The monument to Emperor FJI was unveiled in Bohumín on December 2, 1908
During his long reign, Emperor Francis Joseph I passed through the Bohumín railway station several times and stopped here three times. He passed through it for the first time in 1860 on his way from Vienna to Warsaw, and for the second time with the empress in 1868 on his way to Krakow. He made his first official stop at Bohumín station on February 11, 1874, on his way to St. Petersburg. He stopped for the second time at the Bohumín railway station on September 1, 1880, on his way to Galicia. Then he passed through here in 1900 on his way to military maneuvers in Galicia. He stopped in the village for the third time on August 30, 1906, when he was going to Těšín for military maneuvers. It was from the emperor's last stop at the Bohumín railway station that the documents about the warm relationship of the majority of the inhabitants of the village to the beloved emperor have been preserved. Without exaggeration, the entire village welcomed him at the station. The inhabitants of the village showed their sympathy for the emperor even two years later, when the monarchy celebrated the sixtieth anniversary of its accession to the throne. The entire municipal council decided that on this occasion a monument to the emperor would be unveiled in the village.

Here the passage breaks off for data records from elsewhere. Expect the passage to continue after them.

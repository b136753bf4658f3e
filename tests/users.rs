mod common;

use axum::http::{Method, StatusCode};
use serde_json::json;

#[tokio::test]
async fn register_then_lookup() {
    let app = common::spawn().await;
    assert_eq!(app.register("a@example.com", "pw").await, StatusCode::CREATED);

    let token = app.login("a@example.com", "pw").await;
    let (status, body) = app
        .request(Method::GET, "/users/a@example.com", Some(&token), None)
        .await;
    assert_eq!(status, StatusCode::OK);
    assert_eq!(body["email"], "a@example.com");
    assert!(body.get("password").is_none());
}

#[tokio::test]
async fn register_rejects_bad_and_taken_emails() {
    let app = common::spawn().await;
    assert_eq!(app.register("invalid-email", "pw").await, StatusCode::BAD_REQUEST);
    assert_eq!(app.register("a@example.com", "pw").await, StatusCode::CREATED);
    assert_eq!(app.register("a@example.com", "other").await, StatusCode::CONFLICT);
}

#[tokio::test]
async fn register_with_missing_field_is_bad_request() {
    let app = common::spawn().await;
    let (status, body) = app
        .post("/register", None, json!({ "email": "a@example.com" }))
        .await;
    assert_eq!(status, StatusCode::BAD_REQUEST);
    assert!(body["message"].is_string());
}

#[tokio::test]
async fn login_failures() {
    let app = common::spawn().await;
    app.register("a@example.com", "pw").await;

    let (status, _) = app
        .post("/login", None, json!({ "email": "nobody@example.com", "password": "pw" }))
        .await;
    assert_eq!(status, StatusCode::NOT_FOUND);

    let (status, body) = app
        .post("/login", None, json!({ "email": "a@example.com", "password": "wrong" }))
        .await;
    assert_eq!(status, StatusCode::UNAUTHORIZED);
    assert_eq!(body["message"], "Invalid credentials");
}

#[tokio::test]
async fn logout_revokes_the_token() {
    let app = common::spawn().await;
    let token = app.user("a@example.com").await;

    let (status, _) = app.request(Method::POST, "/logout", Some(&token), None).await;
    assert_eq!(status, StatusCode::OK);

    let (status, _) = app
        .request(Method::GET, "/users/a@example.com", Some(&token), None)
        .await;
    assert_eq!(status, StatusCode::UNAUTHORIZED);
    let (status, _) = app.request(Method::POST, "/logout", Some(&token), None).await;
    assert_eq!(status, StatusCode::UNAUTHORIZED);

    let fresh = app.login("a@example.com", "secret").await;
    let (status, _) = app
        .request(Method::GET, "/users/a@example.com", Some(&fresh), None)
        .await;
    assert_eq!(status, StatusCode::OK);
}

#[tokio::test]
async fn authenticated_routes_need_a_token() {
    let app = common::spawn().await;
    app.register("a@example.com", "pw").await;

    let (status, body) = app.get("/users/a@example.com").await;
    assert_eq!(status, StatusCode::UNAUTHORIZED);
    assert!(body["message"].is_string());

    let (status, _) = app
        .request(Method::GET, "/users/a@example.com", Some("not-a-jwt"), None)
        .await;
    assert_eq!(status, StatusCode::UNAUTHORIZED);
}

#[tokio::test]
async fn users_only_see_and_change_themselves() {
    let app = common::spawn().await;
    let _a = app.user("a@example.com").await;
    let b = app.user("b@example.com").await;

    let (status, _) = app
        .request(Method::GET, "/users/a@example.com", Some(&b), None)
        .await;
    assert_eq!(status, StatusCode::FORBIDDEN);

    // Ownership is checked before the payload.
    let (status, _) = app.put("/users/a@example.com", &b, json!({})).await;
    assert_eq!(status, StatusCode::FORBIDDEN);
    let (status, _) = app.delete("/users/a@example.com", &b).await;
    assert_eq!(status, StatusCode::FORBIDDEN);

    let (status, _) = app.delete("/users/ghost@example.com", &b).await;
    assert_eq!(status, StatusCode::NOT_FOUND);
}

#[tokio::test]
async fn edit_user_rules() {
    let app = common::spawn().await;
    let a = app.user("a@example.com").await;
    app.register("b@example.com", "pw").await;

    let (status, body) = app.put("/users/a@example.com", &a, json!({})).await;
    assert_eq!(status, StatusCode::BAD_REQUEST);
    assert_eq!(body["message"], "No data has been changed");

    let (status, _) = app
        .put("/users/a@example.com", &a, json!({ "email": "b@example.com" }))
        .await;
    assert_eq!(status, StatusCode::CONFLICT);

    // Rewriting the current value is not a conflict.
    let (status, _) = app
        .put("/users/a@example.com", &a, json!({ "email": "a@example.com" }))
        .await;
    assert_eq!(status, StatusCode::OK);

    let (status, _) = app
        .put("/users/a@example.com", &a, json!({ "email": "a2@example.com", "password": "new" }))
        .await;
    assert_eq!(status, StatusCode::OK);

    let token = app.login("a2@example.com", "new").await;
    let (status, body) = app
        .request(Method::GET, "/users/a2@example.com", Some(&token), None)
        .await;
    assert_eq!(status, StatusCode::OK);
    assert_eq!(body["email"], "a2@example.com");
}

#[tokio::test]
async fn delete_user_twice() {
    let app = common::spawn().await;
    let a = app.user("a@example.com").await;

    let (status, _) = app.delete("/users/a@example.com", &a).await;
    assert_eq!(status, StatusCode::OK);

    // The deleting token is revoked with the account.
    let (status, _) = app.delete("/users/a@example.com", &a).await;
    assert_eq!(status, StatusCode::UNAUTHORIZED);

    let b = app.user("b@example.com").await;
    let (status, _) = app.delete("/users/a@example.com", &b).await;
    assert_eq!(status, StatusCode::NOT_FOUND);
}

#[tokio::test]
async fn token_of_a_deleted_account_is_unauthorized() {
    let app = common::spawn().await;
    app.register("a@example.com", "pw").await;
    let first = app.login("a@example.com", "pw").await;
    let second = app.login("a@example.com", "pw").await;

    let (status, _) = app.delete("/users/a@example.com", &first).await;
    assert_eq!(status, StatusCode::OK);

    let body = json!({ "title": "B1", "description": "d", "gender": "g" });
    let (status, _) = app.post("/books", Some(&second), body).await;
    assert_eq!(status, StatusCode::UNAUTHORIZED);
}

#[tokio::test]
async fn user_routes_refuse_a_token_of_a_deleted_account() {
    let app = common::spawn().await;
    app.user("b@example.com").await;
    app.register("a@example.com", "pw").await;
    let first = app.login("a@example.com", "pw").await;
    let second = app.login("a@example.com", "pw").await;
    let (status, _) = app.delete("/users/a@example.com", &first).await;
    assert_eq!(status, StatusCode::OK);

    let (status, body) = app
        .request(Method::GET, "/users/b@example.com", Some(&second), None)
        .await;
    assert_eq!(status, StatusCode::UNAUTHORIZED);
    assert_eq!(body["message"], "User no longer exists");
    let (status, _) = app
        .put("/users/b@example.com", &second, json!({ "password": "x" }))
        .await;
    assert_eq!(status, StatusCode::UNAUTHORIZED);
    let (status, _) = app.delete("/users/b@example.com", &second).await;
    assert_eq!(status, StatusCode::UNAUTHORIZED);
    let (status, _) = app.post("/logout", Some(&second), json!({})).await;
    assert_eq!(status, StatusCode::UNAUTHORIZED);
}

#[tokio::test]
async fn malformed_path_segments_get_a_json_error() {
    let app = common::spawn().await;
    for uri in ["/books/%FF", "/clubs/%FF", "/reviews/by-book/%FF"] {
        let (status, body) = app.get(uri).await;
        assert_eq!(status, StatusCode::BAD_REQUEST, "{uri}");
        assert!(body["message"].is_string(), "{uri}: {body}");
    }
}

#[tokio::test]
async fn health_and_docs_are_served() {
    let app = common::spawn().await;
    let (status, body) = app.get("/healthz").await;
    assert_eq!(status, StatusCode::OK);
    assert_eq!(body, "ok");

    let (status, doc) = app.get("/docs/openapi.json").await;
    assert_eq!(status, StatusCode::OK);
    for path in ["/register", "/books/{title}", "/clubs/average-books-read", "/reviews/{id}"] {
        assert!(doc["paths"][path].is_object(), "missing {path}");
    }
}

The Silesian regional governor Jindřich, Count Larisch-Mönnich, who supported this idea, offered to the council that he would donate part of his pheasantry to the village in order to create a park in which the emperor's monument would be dignified. His offer was gratefully accepted and in 1907 the foundation stone of the future park was ceremonially laid. The stone remains in place to this day and visitors can see it when entering the park from the corner of Štefánikova and Jana Palacha streets. In the course of two years, an English park was created from the pheasant house, in which a nice wooden garden restaurant with rich floral decorations was built along today's Šunychelská street, and opposite it a wooden music pavilion. Both of these buildings stand in their original places only in an altered form to this day. On December 2, 1908, the emperor's monument was ceremoniously unveiled approximately where the monument to Petr Bezruč stands today. Members of the Regional Silesian Committee in Opava, led by Count Jindřich, were also present at the celebration.
A bronze relief of the emperor cast in the Vienna foundry of works of art was placed on the stone plinth. The national euphoria after the creation of Czechoslovakia swept away the emperor's monument as a reminder of the old days.
Source: Bohumín 150 years of histor
But the monument was not completely destroyed. After 1918, the stone part of the monument to Emperor FJI was transferred to the Novobohemin cemetery and modified as a memorial to fallen soldiers from the First World War buried there.